Measuring Success as a Data Scientist

By: Fabio Giraldo, Associate Director, Advanced Analytics, Mindshare North America

By: Fabio Giraldo, Associate Director, Advanced Analytics, Mindshare North America

In our industry, data scientists use data to build predictive models to not only understand how media impacts user behavior, but to use these models to optimize media and marketing activity in a way that drives success.

Thus, while many people believe that a good model is one which is accurate at predicting the future, the question that people really should ask themselves is: is this model good for achieving my goals? If your only goal is to accurately forecast a KPI, then sure, your answer would be yes. But if not, then there’s other things that you need to take into account. At yesterday’s Advertising Week session, “Measuring Success as a Data Scientist,” the panelists talked about this issue at length.
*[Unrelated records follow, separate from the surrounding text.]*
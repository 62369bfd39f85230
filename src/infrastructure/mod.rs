pub mod session_store;

pub use session_store::{
    FileSessionStore, MemorySessionStore, SessionStore, PENDING_EMAIL_KEY, TOKEN_KEY,
};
In one example, they pointed to the health industry example, specifically regarding a rare disease that happens in a tiny fraction of the population (e.g., 0.1% of the population). If you created a model that accurately predicts the occurrence of such a disease and could forecast that it will happen in 0.00% of the population, well, that still be accurate but ultimately of no real use to anyone. What is more useful is to identify on a case-by-case basis if a person will  or will not get the disease, and building such a model would necessarily imply loss in predictive accuracy because of the complexities in modelling.
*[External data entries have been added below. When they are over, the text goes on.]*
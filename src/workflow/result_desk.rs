//! 成绩录入台 - 流程层
//!
//! 核心职责：持有一次会话内的全部页面状态，并编排每个操作员动作
//!
//! - 拉取批次：整体替换批次、考生、题库，不清空勾选和录入缓存
//! - 理论成绩提交、表格导出、表格导入：各自带一个进行中标记，
//!   同类动作未结束时再次触发直接拒绝
//! - 任何动作失败都不改动已有状态

use std::path::{Path, PathBuf};
use std::sync::atomic::{AtomicBool, Ordering};
use std::sync::{Arc, Mutex, MutexGuard};

use tracing::{info, warn};

use crate::clients::ExamBackend;
use crate::error::{AppResult, ValidationError};
use crate::infrastructure::SessionStore;
use crate::models::{AssessmentType, BatchCandidates, Question, SelectionSet};
use crate::services::{
    build_theory_results, export_workbook, parse_workbook, ExportedWorkbook, TheoryEdits,
};
use crate::workflow::desk_ctx::DeskCtx;

/// 页面状态
#[derive(Debug, Clone, Default, PartialEq)]
pub struct DeskState {
    /// 最近一次成功拉取的批次 ID
    pub batch_id: Option<String>,
    pub data: BatchCandidates,
    pub selection: SelectionSet,
    pub edits: TheoryEdits,
    pub active_tab: Option<AssessmentType>,
}

impl DeskState {
    /// 某个标签页对应的题库
    pub fn bank(&self, tab: AssessmentType) -> &[Question] {
        match tab {
            AssessmentType::Practical => &self.data.practical_questions,
            AssessmentType::Viva => &self.data.viva_questions,
            AssessmentType::Theory => &[],
        }
    }

    fn require_batch(&self) -> Result<&str, ValidationError> {
        self.batch_id.as_deref().ok_or(ValidationError::NoBatchLoaded)
    }

    fn require_candidate(&self, candidate_id: &str) -> Result<(), ValidationError> {
        if self.data.candidates.iter().any(|c| c.id == candidate_id) {
            Ok(())
        } else {
            Err(ValidationError::UnknownCandidate(candidate_id.to_string()))
        }
    }

    fn workbook_tab(&self) -> Result<AssessmentType, ValidationError> {
        self.require_batch()?;
        match self.active_tab {
            Some(tab) if tab.uses_workbook() => Ok(tab),
            Some(tab) => Err(ValidationError::UnsupportedTab(tab.to_string())),
            None => Err(ValidationError::NoActiveTab),
        }
    }

    fn ctx(&self) -> DeskCtx {
        DeskCtx {
            batch_id: self.batch_id.clone(),
            tab: self.active_tab,
        }
    }
}

/// 进行中标记，离开作用域时自动释放
struct BusyGuard<'a>(&'a AtomicBool);

impl<'a> BusyGuard<'a> {
    fn acquire(flag: &'a AtomicBool, action: &str) -> Result<Self, ValidationError> {
        flag.compare_exchange(false, true, Ordering::AcqRel, Ordering::Acquire)
            .map(|_| BusyGuard(flag))
            .map_err(|_| ValidationError::Busy(action.to_string()))
    }
}

impl Drop for BusyGuard<'_> {
    fn drop(&mut self) {
        self.0.store(false, Ordering::Release);
    }
}

/// 成绩录入台
pub struct ResultDesk {
    backend: Arc<dyn ExamBackend>,
    token: String,
    state: Mutex<DeskState>,
    theory_busy: AtomicBool,
    export_busy: AtomicBool,
    import_busy: AtomicBool,
}

impl ResultDesk {
    pub fn new(backend: Arc<dyn ExamBackend>, token: impl Into<String>) -> Self {
        Self {
            backend,
            token: token.into(),
            state: Mutex::new(DeskState::default()),
            theory_busy: AtomicBool::new(false),
            export_busy: AtomicBool::new(false),
            import_busy: AtomicBool::new(false),
        }
    }

    /// 使用已保存的 token 创建，未登录时返回 `NotAuthenticated`
    pub fn from_store(backend: Arc<dyn ExamBackend>, store: &dyn SessionStore) -> AppResult<Self> {
        let token = store.token()?.ok_or(ValidationError::NotAuthenticated)?;
        Ok(Self::new(backend, token))
    }

    fn state(&self) -> MutexGuard<'_, DeskState> {
        self.state.lock().unwrap_or_else(|e| e.into_inner())
    }

    /// 当前状态的副本
    pub fn snapshot(&self) -> DeskState {
        self.state().clone()
    }

    pub fn ctx(&self) -> DeskCtx {
        self.state().ctx()
    }

    /// 清空全部状态（相当于刷新页面）
    pub fn reset(&self) {
        let mut state = self.state();
        state.batch_id = None;
        state.data = BatchCandidates::default();
        state.selection.clear();
        state.edits.clear();
        state.active_tab = None;
    }

    // ========== 批次 ==========

    /// 拉取批次并整体替换考生和题库，返回考生数量
    pub async fn load_batch(&self, batch_id: &str) -> AppResult<usize> {
        let batch_id = batch_id.trim();
        if batch_id.is_empty() {
            return Err(ValidationError::BatchIdRequired.into());
        }

        info!("📦 正在拉取批次 {} 的考生...", batch_id);
        let data = self
            .backend
            .fetch_batch(&self.token, batch_id)
            .await
            .map_err(|e| {
                warn!("⚠️ 拉取批次 {} 失败: {}", batch_id, e);
                e
            })?;

        let offered = AssessmentType::offered(&data.batch);
        let count = data.candidates.len();

        let mut state = self.state();
        if state.batch_id.as_deref().is_some_and(|id| id != batch_id)
            && state.selection.selected_count(&data.candidates) > 0
        {
            // 上一个批次的勾选仍然保留，ID 相同的考生会被带入新批次
            warn!("⚠️ 切换到批次 {} 时沿用了上一个批次的勾选", batch_id);
        }
        state.data = data;
        state.batch_id = Some(batch_id.to_string());
        state.active_tab = match state.active_tab {
            Some(tab) if offered.contains(&tab) => Some(tab),
            _ => offered.first().copied(),
        };

        info!(
            "{} ✓ 共 {} 名考生, 可用标签页: {:?}",
            state.ctx(),
            count,
            offered
        );
        Ok(count)
    }

    /// 切换标签页
    pub fn select_tab(&self, tab: AssessmentType) -> AppResult<()> {
        let mut state = self.state();
        state.require_batch()?;
        if !tab.is_offered_by(&state.data.batch) {
            return Err(ValidationError::TabNotOffered(tab.to_string()).into());
        }
        state.active_tab = Some(tab);
        Ok(())
    }

    // ========== 勾选 ==========

    /// 切换单个考生的勾选，返回切换后的状态
    pub fn toggle_candidate(&self, candidate_id: &str) -> AppResult<bool> {
        let mut state = self.state();
        state.require_candidate(candidate_id)?;
        Ok(state.selection.toggle(candidate_id))
    }

    /// 直接设置单个考生的勾选状态，重复设置结果不变
    pub fn select_candidate(&self, candidate_id: &str, selected: bool) -> AppResult<()> {
        let mut state = self.state();
        state.require_candidate(candidate_id)?;
        state.selection.set(candidate_id, selected);
        Ok(())
    }

    /// 切换全选，返回全选框的新状态
    pub fn toggle_select_all(&self) -> bool {
        let mut state = self.state();
        let DeskState {
            data, selection, ..
        } = &mut *state;
        selection.toggle_all(&data.candidates)
    }

    // ========== 理论成绩录入 ==========

    pub fn set_percentage(&self, candidate_id: &str, value: &str) -> AppResult<()> {
        let mut state = self.state();
        state.require_candidate(candidate_id)?;
        state
            .edits
            .percentages
            .insert(candidate_id.to_string(), value.to_string());
        Ok(())
    }

    pub fn set_wpm(&self, candidate_id: &str, value: &str) -> AppResult<()> {
        let mut state = self.state();
        state.require_candidate(candidate_id)?;
        state
            .edits
            .wpm
            .insert(candidate_id.to_string(), value.to_string());
        Ok(())
    }

    /// 单独修改某个考生的开考时间
    pub fn set_start_date(&self, candidate_id: &str, value: &str) -> AppResult<()> {
        let mut state = self.state();
        state.require_candidate(candidate_id)?;
        state
            .edits
            .start_dates
            .insert(candidate_id.to_string(), value.to_string());
        Ok(())
    }

    /// 提交理论成绩，返回提交的考生数量
    pub async fn submit_theory(&self) -> AppResult<usize> {
        let _busy = BusyGuard::acquire(&self.theory_busy, "theory")?;

        let (ctx, batch_id, results) = {
            let state = self.state();
            let batch_id = state.require_batch()?.to_string();
            let results = build_theory_results(
                &state.data.candidates,
                &state.selection,
                &state.edits,
                state.data.batch.start_date.as_deref(),
            );
            (state.ctx(), batch_id, results)
        };
        if results.is_empty() {
            return Err(ValidationError::NoSelection.into());
        }

        info!("{} 📤 提交 {} 条理论成绩...", ctx, results.len());
        self.backend
            .submit_theory(&self.token, &batch_id, &results)
            .await
            .map_err(|e| {
                warn!("{} ⚠️ 理论成绩提交失败: {}", ctx, e);
                e
            })?;

        info!("{} ✓ Results updated successfully", ctx);
        Ok(results.len())
    }

    // ========== 表格导入导出 ==========

    /// 生成当前标签页的导出内容
    pub fn prepare_export(&self) -> AppResult<ExportedWorkbook> {
        let state = self.state();
        let tab = state.workbook_tab()?;
        export_workbook(
            &state.data.candidates,
            &state.selection,
            state.bank(tab),
            tab,
        )
    }

    /// 导出当前标签页的表格到目录，返回文件路径
    pub async fn export_results(&self, dir: &Path) -> AppResult<PathBuf> {
        let _busy = BusyGuard::acquire(&self.export_busy, "export")?;

        let ctx = self.ctx();
        let exported = self.prepare_export()?;
        let path = exported.save_to_dir(dir).await.map_err(|e| {
            warn!("{} ⚠️ 导出失败: {}", ctx, e);
            e
        })?;

        info!("{} ✓ 已导出: {}", ctx, path.display());
        Ok(path)
    }

    /// 导入阅卷后的表格并提交到当前标签页，返回提交的考生数量
    pub async fn import_results(&self, file: Option<&Path>) -> AppResult<usize> {
        let file = file.ok_or(ValidationError::EmptyFile)?;
        let _busy = BusyGuard::acquire(&self.import_busy, "import")?;

        let (ctx, batch_id, tab) = {
            let state = self.state();
            let tab = state.workbook_tab()?;
            (state.ctx(), state.require_batch()?.to_string(), tab)
        };

        let results = parse_workbook(Some(file)).await?;

        info!("{} 📤 提交 {} 名考生的 {} 成绩...", ctx, results.len(), tab);
        self.backend
            .submit_assessment(&self.token, &batch_id, tab, &results)
            .await
            .map_err(|e| {
                warn!("{} ⚠️ 成绩提交失败: {}", ctx, e);
                e
            })?;

        info!("{} ✓ Results uploaded successfully", ctx);
        Ok(results.len())
    }
}

#[cfg(test)]
mod tests {
    use super::*;

    #[test]
    fn test_busy_guard_releases_on_drop() {
        let flag = AtomicBool::new(false);
        {
            let _guard = BusyGuard::acquire(&flag, "export").unwrap();
            assert_eq!(
                BusyGuard::acquire(&flag, "export").err(),
                Some(ValidationError::Busy("export".to_string()))
            );
        }
        assert!(BusyGuard::acquire(&flag, "export").is_ok());
    }
}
Now, putting this into the context of marketing, in reality most brands are not just interested in having a model that accurately predicts a KPI, but actually using a model to drive decision-making. Some of those decisions involve whether or not to advertise to a specific audience, relying on models that suggest if a group of people is part of the target audience or not, as described in the following table:

The blue section on the top left (true positives) represent the people that the model correctly suggests are part of the target audience. Similarly, the blue section at the lower right (true negatives) represent the people that the model correctly suggests aren’t part of the target audience.

What is important out of this is what happens with the red boxes. False positives are the people that the model suggests are part of your target audience, but they aren’t, and false negatives are the people that the model suggests are not the target audience but they actually are. False negatives involve an opportunity cost of not serving ads to an audience that have fair chances to convert, while the cost of false positives derives from the waste of ads that are being served to people with low chances to convert.

What is optimal for one brand is most likely suboptimal for another. Measuring the opportunity cost and the cost of waste for a specific brand will provide guidance on how to build models that reduce the overall loss by balancing these two costs. Once again, this will most likely involve a reduction in predictive accuracy, but more importantly will help a brand achieve its goals and be more efficient in the process.